As figuras 2A e 2B exemplificam o fato de que grupamentos ionizáveis protéicos apresentam interação eletrostática diferentes, de acordo com o meio e o pH nos quais estão inseridos. As alterações nesta interação acarretam em mudança do pKa e no estado de carga dos resíduos de aminoácidos [13]; portanto, ressalta a importância desta etapa da preparação do sistema para docking.

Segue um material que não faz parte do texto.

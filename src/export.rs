//! Module with the frozen export model.
//! The export is a language-neutral description of the generated parser:
//! symbol and production info, the ACTION and GOTO tables, the default
//! production per state and the scanner DFA tables. Every id is a direct
//! array index, so template back ends can expand the tables into source
//! code without further analysis.

#[cfg(feature = "serde")]
use serde::{Deserialize, Serialize};

use crate::internal::action_table::{ActionKind, ParserTable};
use crate::internal::grammar::{Grammar, SymbolKind};
use crate::internal::lexer::LexerTables;

/// The kind of an exported symbol.
#[derive(Debug, Clone, Copy, PartialEq, Eq)]
#[cfg_attr(feature = "serde", derive(Serialize, Deserialize))]
pub enum ExportSymbolKind {
    /// A nonterminal.
    Nonterminal,
    /// A terminal matching one character out of a class.
    CharClassTerminal,
    /// A terminal matching a fixed string.
    StringTerminal,
    /// A terminal matching a regular expression.
    RegexTerminal,
    /// The distinguished end-of-input terminal.
    EndOfInput,
    /// The distinguished error terminal.
    Error,
}

/// One exported symbol.
#[derive(Debug, Clone)]
#[cfg_attr(feature = "serde", derive(Serialize, Deserialize))]
pub struct SymbolInfo {
    /// The symbol id; equals the index in the symbol array.
    pub id: usize,
    /// The display name.
    pub name: String,
    /// The symbol kind.
    pub kind: ExportSymbolKind,
    /// The AST node tag, if any.
    pub emit: Option<String>,
    /// The symbol participates in tokenization.
    pub lexem: bool,
    /// Matches are discarded by the scan loop.
    pub whitespace: bool,
    /// The terminal matches greedily.
    pub greedy: bool,
    /// The user-declared value type, opaque text.
    pub value_type: Option<String>,
}

/// One exported production.
#[derive(Debug, Clone)]
#[cfg_attr(feature = "serde", derive(Serialize, Deserialize))]
pub struct ProductionInfo {
    /// The production id; equals the index in the production array.
    pub id: usize,
    /// The symbol id of the left-hand side.
    pub lhs: usize,
    /// The symbol ids of the right-hand side.
    pub rhs: Vec<usize>,
    /// The number of right-hand side symbols.
    pub length: usize,
    /// The AST node tag, if any.
    pub emit: Option<String>,
    /// The opaque semantic action text, if any.
    pub semantic_action: Option<String>,
}

/// A parse action.
#[derive(Debug, Clone, Copy, PartialEq, Eq)]
#[cfg_attr(feature = "serde", derive(Serialize, Deserialize))]
pub enum Action {
    /// Push the terminal and go to the state.
    Shift(usize),
    /// Reduce by the production.
    Reduce(usize),
    /// Push the terminal and immediately reduce by the production.
    ShiftReduce(usize),
    /// The input is accepted.
    Accept,
}

/// One entry of an action row: the terminal's symbol id and the action.
#[derive(Debug, Clone, Copy, PartialEq, Eq)]
#[cfg_attr(feature = "serde", derive(Serialize, Deserialize))]
pub struct ActionEntry {
    /// The symbol id of the terminal.
    pub symbol: usize,
    /// The resolved action.
    pub action: Action,
}

/// One entry of a goto row.
#[derive(Debug, Clone, Copy, PartialEq, Eq)]
#[cfg_attr(feature = "serde", derive(Serialize, Deserialize))]
pub struct GotoEntry {
    /// The symbol id of the nonterminal.
    pub symbol: usize,
    /// The successor state.
    pub target: usize,
}

/// One edge of a DFA state: an inclusive code point range and the target
/// state.
#[derive(Debug, Clone, Copy, PartialEq, Eq)]
#[cfg_attr(feature = "serde", derive(Serialize, Deserialize))]
pub struct DfaEdge {
    /// The lower bound of the range.
    pub lo: u32,
    /// The upper bound of the range.
    pub hi: u32,
    /// The target state.
    pub target: usize,
}

/// One row of a DFA table.
#[derive(Debug, Clone)]
#[cfg_attr(feature = "serde", derive(Serialize, Deserialize))]
pub struct DfaStateRow {
    /// The outgoing edges, sorted and pairwise disjoint.
    pub edges: Vec<DfaEdge>,
    /// The dense terminal id accepted in this state, if any.
    pub accept: Option<usize>,
}

/// One scanner DFA. State 0 is the start state.
#[derive(Debug, Clone)]
#[cfg_attr(feature = "serde", derive(Serialize, Deserialize))]
pub struct DfaTable {
    /// The states of the DFA.
    pub states: Vec<DfaStateRow>,
}

/// The frozen, language-neutral parser description.
#[derive(Debug, Clone)]
#[cfg_attr(feature = "serde", derive(Serialize, Deserialize))]
pub struct ParserTables {
    /// All symbols in their final dense order.
    pub symbols: Vec<SymbolInfo>,
    /// All productions in declaration order after closure expansion.
    pub productions: Vec<ProductionInfo>,
    /// Per state the sorted action entries. Rows covered by a default
    /// production are elided.
    pub actions: Vec<Vec<ActionEntry>>,
    /// Per state the sorted goto entries.
    pub gotos: Vec<Vec<GotoEntry>>,
    /// Per state the default production, or None.
    pub default_productions: Vec<Option<usize>>,
    /// The deduplicated scanner DFAs. Accept entries are dense terminal
    /// ids; the corresponding symbol id is `first_terminal + accept`.
    pub dfas: Vec<DfaTable>,
    /// Per state the index of the DFA to scan with, or None when the state
    /// expects nothing but end-of-input.
    pub dfa_select: Vec<Option<usize>>,
    /// The symbol id of the first terminal. Symbol ids below this are
    /// nonterminals.
    pub first_terminal: usize,
    /// The symbol id of the end-of-input terminal.
    pub eof_id: usize,
    /// The symbol id of the error terminal.
    pub error_id: usize,
    /// The state that accepts on end-of-input.
    pub halt_state: usize,
}

/// Freeze the generation results into the export model.
pub(crate) fn build_export(
    grammar: &Grammar,
    table: &ParserTable,
    lexer: &LexerTables,
) -> ParserTables {
    let symbols = grammar
        .symbols
        .iter()
        .map(|symbol| SymbolInfo {
            id: symbol.id.as_usize(),
            name: symbol.name.clone(),
            kind: match symbol.kind {
                SymbolKind::Nonterminal => ExportSymbolKind::Nonterminal,
                SymbolKind::CharClassTerminal(_) => ExportSymbolKind::CharClassTerminal,
                SymbolKind::StringTerminal(_) => ExportSymbolKind::StringTerminal,
                SymbolKind::RegexTerminal(_) => ExportSymbolKind::RegexTerminal,
                SymbolKind::EndOfInput => ExportSymbolKind::EndOfInput,
                SymbolKind::Error => ExportSymbolKind::Error,
            },
            emit: symbol.emit.clone(),
            lexem: symbol.lexem,
            whitespace: symbol.whitespace,
            greedy: symbol.greedy,
            value_type: symbol.value_type.clone(),
        })
        .collect();

    let productions = grammar
        .productions
        .iter()
        .map(|production| ProductionInfo {
            id: production.id.as_usize(),
            lhs: production.lhs.as_usize(),
            rhs: production.rhs.iter().map(|i| i.symbol.as_usize()).collect(),
            length: production.len(),
            emit: production.emit.clone(),
            semantic_action: production.action.clone(),
        })
        .collect();

    let first_terminal = grammar.first_terminal_index;
    let actions = table
        .actions
        .iter()
        .enumerate()
        .map(|(state, row)| {
            if table.default_productions[state].is_some() {
                // The state's reduces are covered by the default production.
                return Vec::new();
            }
            row.iter()
                .map(|(terminal, action)| ActionEntry {
                    symbol: first_terminal + terminal.as_usize(),
                    action: match action {
                        ActionKind::Shift(target) => Action::Shift(target.as_usize()),
                        ActionKind::Reduce(production) => Action::Reduce(production.as_usize()),
                        ActionKind::ShiftReduce(production) => {
                            Action::ShiftReduce(production.as_usize())
                        }
                        ActionKind::Accept => Action::Accept,
                    },
                })
                .collect()
        })
        .collect();

    let gotos = table
        .gotos
        .iter()
        .map(|row| {
            row.iter()
                .map(|(symbol, target)| GotoEntry {
                    symbol: symbol.as_usize(),
                    target: target.as_usize(),
                })
                .collect()
        })
        .collect();

    let dfas = lexer
        .dfas
        .iter()
        .map(|dfa| DfaTable {
            states: dfa
                .states()
                .iter()
                .map(|state| {
                    let mut edges: Vec<DfaEdge> = state
                        .transitions
                        .iter()
                        .flat_map(|(class, target)| {
                            class.ranges().iter().map(|range| DfaEdge {
                                lo: range.lo,
                                hi: range.hi,
                                target: target.as_usize(),
                            })
                        })
                        .collect();
                    edges.sort_by_key(|edge| edge.lo);
                    DfaStateRow {
                        edges,
                        accept: state.accept.map(|t| t.as_usize()),
                    }
                })
                .collect(),
        })
        .collect();

    ParserTables {
        symbols,
        productions,
        actions,
        gotos,
        default_productions: table
            .default_productions
            .iter()
            .map(|d| d.map(|p| p.as_usize()))
            .collect(),
        dfas,
        dfa_select: lexer
            .dfa_select
            .iter()
            .map(|d| d.map(|id| id.as_usize()))
            .collect(),
        first_terminal,
        eof_id: grammar.eof.as_usize(),
        error_id: grammar.error.as_usize(),
        halt_state: table
            .halt_state
            .map(|s| s.as_usize())
            .unwrap_or_default(),
    }
}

Após diferentes avaliações sobre o melhor encaixe dos resíduos selecionados dentro do espaço determinado pela caixa de docking, foram concluídas as coordenadas center_x, y, z: -11, 1, 45 e size_x, y, z: 32, 35, 33. As dimensões englobam os resíduos selecionados na cadeia A do homodímero, incluindo a díade catalítica e a porção complementar da cadeia B, como ilustrado na Figura 3. Tal análise é importante uma vez que a determinação da caixa indica o local em que ocorrerá a simulação da docking, otimizando o custo computacional envolvido no processo e tornando o encaixe mais eficiente. Esse parâmetro foi utilizado nos sistemas (i) e (ii).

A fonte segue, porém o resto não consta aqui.